- What to work on
Lines below that include the word "true" should each be copied.

[Stored data]
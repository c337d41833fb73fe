//! Mount lifecycle
//!
//! Mount state is never remembered: every decision starts from a fresh probe and
//! every mount or unmount is confirmed by probing again afterwards.

use serde::Serialize;
use std::collections::HashSet;
use std::path::{Path, PathBuf};
use std::sync::{Arc, Mutex};
use std::time::Duration;
use tokio::time::{sleep, sleep_until, Instant};
use tokio_util::sync::CancellationToken;

use super::platform::{DirPolicy, PlatformProfile};
use super::probe::MountProbe;
use crate::error::{RemoteError, Result};
use crate::rclone::{ConfigStore, DetachedProcess, ProcessRunner};
use crate::utils::path::mount_dir_name;

/// Observed mount state of a remote
#[derive(Debug, Clone, Copy, PartialEq, Eq, Serialize)]
#[serde(rename_all = "snake_case")]
pub enum MountState {
    Mounted,
    Unmounted,
}

/// Outcome of a mount or unmount call that ran to completion
#[derive(Debug, Clone, Serialize)]
pub struct MountReport {
    pub remote: String,
    pub mount_point: PathBuf,
    pub state: MountState,
    /// Whether the requested transition happened (or was already in place for mounts)
    pub success: bool,
    pub message: String,
}

/// Names with an operation currently running
#[derive(Debug, Clone, Default)]
struct InFlight(Arc<Mutex<HashSet<String>>>);

impl InFlight {
    fn acquire(&self, name: &str) -> Result<InFlightGuard> {
        let mut names = self.0.lock().unwrap_or_else(|e| e.into_inner());
        if !names.insert(name.to_string()) {
            return Err(RemoteError::OperationInProgress(name.to_string()));
        }
        Ok(InFlightGuard {
            set: Arc::clone(&self.0),
            name: name.to_string(),
        })
    }
}

struct InFlightGuard {
    set: Arc<Mutex<HashSet<String>>>,
    name: String,
}

impl Drop for InFlightGuard {
    fn drop(&mut self) {
        let mut names = self.set.lock().unwrap_or_else(|e| e.into_inner());
        names.remove(&self.name);
    }
}

enum Raced<T> {
    Done(T),
    Interrupted(RemoteError),
}

/// Mounts, unmounts and tests remotes defined in a config store
pub struct MountOrchestrator {
    store: ConfigStore,
    runner: ProcessRunner,
    probe: Arc<dyn MountProbe>,
    profile: PlatformProfile,
    mount_base: PathBuf,
    in_flight: InFlight,
}

impl MountOrchestrator {
    pub fn new(
        store: ConfigStore,
        runner: ProcessRunner,
        probe: Arc<dyn MountProbe>,
        mount_base: impl AsRef<Path>,
    ) -> Self {
        Self {
            store,
            runner,
            probe,
            profile: PlatformProfile::current(),
            mount_base: mount_base.as_ref().to_path_buf(),
            in_flight: InFlight::default(),
        }
    }

    pub fn with_profile(mut self, profile: PlatformProfile) -> Self {
        self.profile = profile;
        self
    }

    pub fn store(&self) -> &ConfigStore {
        &self.store
    }

    pub fn runner(&self) -> &ProcessRunner {
        &self.runner
    }

    pub fn profile(&self) -> &PlatformProfile {
        &self.profile
    }

    pub fn mount_base(&self) -> &Path {
        &self.mount_base
    }

    /// Directory a remote is mounted on
    pub fn mount_point_for(&self, name: &str) -> PathBuf {
        self.mount_base.join(mount_dir_name(name))
    }

    /// Current state according to the probe
    pub async fn mount_state(&self, name: &str) -> MountState {
        if self.probe.is_mounted(&self.mount_point_for(name)).await {
            MountState::Mounted
        } else {
            MountState::Unmounted
        }
    }

    /// Mount `name` and confirm it with a probe after the settle interval.
    ///
    /// `cancel` and `timeout` stop the orchestration and signal the spawned
    /// process group; they never decide the reported mount state.
    pub async fn mount(
        &self,
        name: &str,
        cancel: &CancellationToken,
        timeout: Duration,
    ) -> Result<MountReport> {
        let _guard = self.in_flight.acquire(name)?;
        let deadline = Instant::now() + timeout;

        // Must exist before anything touches the disk or spawns
        self.store.get_remote(name).await?;

        let mount_point = self.mount_point_for(name);
        if self.probe.is_mounted(&mount_point).await {
            tracing::info!("{} already mounted at {}", name, mount_point.display());
            return Ok(MountReport {
                remote: name.to_string(),
                message: format!("{} is already mounted at {}", name, mount_point.display()),
                mount_point,
                state: MountState::Mounted,
                success: true,
            });
        }

        let operation = format!("Mount of '{}'", name);
        if cancel.is_cancelled() {
            return Err(RemoteError::Cancelled(operation));
        }

        self.prepare_mount_dir(&mount_point).await?;

        let args = self.profile.mount_args(name, &mount_point);
        tracing::info!("Mounting {}: at {}", name, mount_point.display());
        let process = self.runner.spawn_detached(&args)?;

        let raced = tokio::select! {
            _ = cancel.cancelled() => Raced::Interrupted(RemoteError::Cancelled(operation)),
            _ = sleep_until(deadline) => Raced::Interrupted(RemoteError::TimedOut {
                operation,
                elapsed: timeout,
            }),
            mounted = self.settle_and_probe(&mount_point) => Raced::Done(mounted),
        };

        match raced {
            Raced::Done(true) => {
                tracing::info!("Mounted {} at {}", name, mount_point.display());
                Ok(MountReport {
                    remote: name.to_string(),
                    message: format!("Successfully mounted {} at {}", name, mount_point.display()),
                    mount_point,
                    state: MountState::Mounted,
                    success: true,
                })
            }
            Raced::Done(false) => {
                let detail = failure_detail(&process);
                tracing::warn!("Mount of {} not detected: {}", name, detail);
                Err(RemoteError::MountVerificationFailed {
                    path: mount_point,
                    detail,
                })
            }
            Raced::Interrupted(err) => {
                tracing::warn!("{}", err);
                process.terminate().await;
                Err(err)
            }
        }
    }

    /// Unmount `name` with the platform's unmount commands, then confirm by probing.
    ///
    /// A remote that is not mounted is not an error: the report says so with
    /// `success == false`, after removing a stale empty mount directory.
    pub async fn unmount(
        &self,
        name: &str,
        cancel: &CancellationToken,
        timeout: Duration,
    ) -> Result<MountReport> {
        let _guard = self.in_flight.acquire(name)?;
        let deadline = Instant::now() + timeout;
        let mount_point = self.mount_point_for(name);

        if !self.probe.is_mounted(&mount_point).await {
            remove_dir_if_empty(&mount_point).await;
            return Ok(MountReport {
                remote: name.to_string(),
                message: format!("{} is not mounted", name),
                mount_point,
                state: MountState::Unmounted,
                success: false,
            });
        }

        let operation = format!("Unmount of '{}'", name);
        let raced = tokio::select! {
            _ = cancel.cancelled() => Raced::Interrupted(RemoteError::Cancelled(operation)),
            _ = sleep_until(deadline) => Raced::Interrupted(RemoteError::TimedOut {
                operation,
                elapsed: timeout,
            }),
            detail = self.run_unmount_commands(&mount_point, deadline) => Raced::Done(detail),
        };
        let last_error = match raced {
            Raced::Done(detail) => detail,
            Raced::Interrupted(err) => {
                tracing::warn!("{}", err);
                return Err(err);
            }
        };

        remove_dir_if_empty(&mount_point).await;

        if self.probe.is_mounted(&mount_point).await {
            return Err(RemoteError::UnmountFailed {
                path: mount_point,
                detail: last_error.unwrap_or_else(|| "still mounted".to_string()),
            });
        }

        tracing::info!("Unmounted {} from {}", name, mount_point.display());
        Ok(MountReport {
            remote: name.to_string(),
            message: format!("Successfully unmounted {}", name),
            mount_point,
            state: MountState::Unmounted,
            success: true,
        })
    }

    /// List the top level of the remote under a hard timeout. Returns the latency.
    pub async fn test_connection(&self, name: &str, timeout: Duration) -> Result<Duration> {
        let _guard = self.in_flight.acquire(name)?;
        self.store.get_remote(name).await?;

        let remote = format!("{}:", name);
        let started = Instant::now();
        let output = self
            .runner
            .run(&["lsf", remote.as_str(), "--max-depth", "1"], Some(timeout))
            .await?;

        if output.timed_out {
            return Err(RemoteError::TimedOut {
                operation: format!("Connection test for '{}'", name),
                elapsed: timeout,
            });
        }
        if !output.success() {
            return Err(RemoteError::ConnectionFailed {
                remote: name.to_string(),
                detail: output.diagnostic(),
            });
        }

        let latency = started.elapsed();
        tracing::info!("Connection to {} ok ({}ms)", name, latency.as_millis());
        Ok(latency)
    }

    async fn prepare_mount_dir(&self, mount_point: &Path) -> Result<()> {
        tokio::fs::create_dir_all(&self.mount_base).await?;
        match self.profile.dir_policy {
            DirPolicy::CreateIfMissing => {
                tokio::fs::create_dir_all(mount_point).await?;
            }
            DirPolicy::RemoveIfPresent => {
                if tokio::fs::symlink_metadata(mount_point).await.is_ok()
                    && tokio::fs::remove_dir(mount_point).await.is_err()
                {
                    // Leftovers from a crashed mount; the mount fails anyway if this does.
                    if let Err(e) = tokio::fs::remove_dir_all(mount_point).await {
                        tracing::warn!("Could not clear {}: {}", mount_point.display(), e);
                    }
                }
            }
        }
        Ok(())
    }

    async fn settle_and_probe(&self, mount_point: &Path) -> bool {
        sleep(self.profile.settle_interval).await;
        self.probe.is_mounted(mount_point).await
    }

    /// Try each unmount command until one exits 0. Returns the last failure, if any.
    async fn run_unmount_commands(&self, mount_point: &Path, deadline: Instant) -> Option<String> {
        let mut last_error = None;
        for command in &self.profile.unmount_commands {
            let remaining = deadline.saturating_duration_since(Instant::now());
            let args = command.args_for(mount_point);
            tracing::debug!("Running {} for {}", command.program, mount_point.display());
            match ProcessRunner::run_program(&command.program, &args, None, Some(remaining)).await
            {
                Ok(output) if output.success() => return None,
                Ok(output) => last_error = Some(output.diagnostic()),
                Err(e) => last_error = Some(e.to_string()),
            }
        }
        last_error
    }
}

fn failure_detail(process: &DetachedProcess) -> String {
    match process.early_exit() {
        Some(exit) if !exit.stderr.is_empty() => match exit.code {
            Some(code) => format!("rclone exited with code {}: {}", code, exit.stderr),
            None => format!("rclone was terminated: {}", exit.stderr),
        },
        Some(exit) => match exit.code {
            Some(0) => "rclone exited cleanly but no mount appeared".to_string(),
            Some(code) => format!("rclone exited with code {}", code),
            None => "rclone was terminated by a signal".to_string(),
        },
        None => {
            let stderr = process.stderr_text();
            if stderr.is_empty() {
                "mount point not detected; rclone is still running".to_string()
            } else {
                stderr
            }
        }
    }
}

async fn remove_dir_if_empty(path: &Path) {
    // remove_dir refuses non-empty directories, which is exactly the guard we want.
    match tokio::fs::remove_dir(path).await {
        Ok(()) => tracing::debug!("Removed mount directory {}", path.display()),
        Err(e) if e.kind() == std::io::ErrorKind::NotFound => {}
        Err(e) => tracing::debug!("Left {} in place: {}", path.display(), e),
    }
}

#[cfg(test)]
mod tests {
    use super::*;
    use async_trait::async_trait;

    struct AlwaysMounted;

    #[async_trait]
    impl MountProbe for AlwaysMounted {
        async fn is_mounted(&self, _path: &Path) -> bool {
            true
        }
    }

    fn orchestrator(dir: &Path) -> MountOrchestrator {
        let config = dir.join("rclone.conf");
        std::fs::write(&config, "[drive]\ntype = drive\n").unwrap();
        MountOrchestrator::new(
            ConfigStore::new(&config),
            ProcessRunner::new(dir.join("no-such-rclone")),
            Arc::new(AlwaysMounted),
            dir.join("mnt"),
        )
        .with_profile(PlatformProfile::linux().with_settle_interval(Duration::from_millis(10)))
    }

    #[test]
    fn test_in_flight_rejects_second_holder() {
        let in_flight = InFlight::default();
        let guard = in_flight.acquire("drive").unwrap();
        assert!(matches!(
            in_flight.acquire("drive"),
            Err(RemoteError::OperationInProgress(_))
        ));
        assert!(in_flight.acquire("box").is_ok());
        drop(guard);
        assert!(in_flight.acquire("drive").is_ok());
    }

    #[test]
    fn test_mount_point_uses_safe_name() {
        let dir = tempfile::tempdir().unwrap();
        let orch = orchestrator(dir.path());
        assert_eq!(orch.mount_point_for("drive"), dir.path().join("mnt").join("drive"));
        assert_eq!(orch.mount_point_for("a/b"), dir.path().join("mnt").join("a_b"));
    }

    #[tokio::test]
    async fn test_already_mounted_skips_spawn() {
        // The runner points at a missing binary, so any spawn would fail.
        let dir = tempfile::tempdir().unwrap();
        let orch = orchestrator(dir.path());
        let report = orch
            .mount("drive", &CancellationToken::new(), Duration::from_secs(5))
            .await
            .unwrap();
        assert!(report.success);
        assert_eq!(report.state, MountState::Mounted);
        assert!(report.message.contains("already mounted"));
    }

    #[tokio::test]
    async fn test_mount_unknown_remote_has_no_side_effects() {
        let dir = tempfile::tempdir().unwrap();
        let orch = orchestrator(dir.path());
        let err = orch
            .mount("ghost", &CancellationToken::new(), Duration::from_secs(5))
            .await
            .unwrap_err();
        assert!(matches!(err, RemoteError::RemoteNotFound(ref n) if n == "ghost"));
        assert!(!dir.path().join("mnt").exists());
    }

    #[tokio::test]
    async fn test_test_connection_unknown_remote() {
        let dir = tempfile::tempdir().unwrap();
        let orch = orchestrator(dir.path());
        let err = orch
            .test_connection("ghost", Duration::from_millis(10))
            .await
            .unwrap_err();
        assert!(matches!(err, RemoteError::RemoteNotFound(_)));
    }
}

- Result for this task
                success: true,
            Raced::Done(true) => {
                    success: true,
            success: true,
            true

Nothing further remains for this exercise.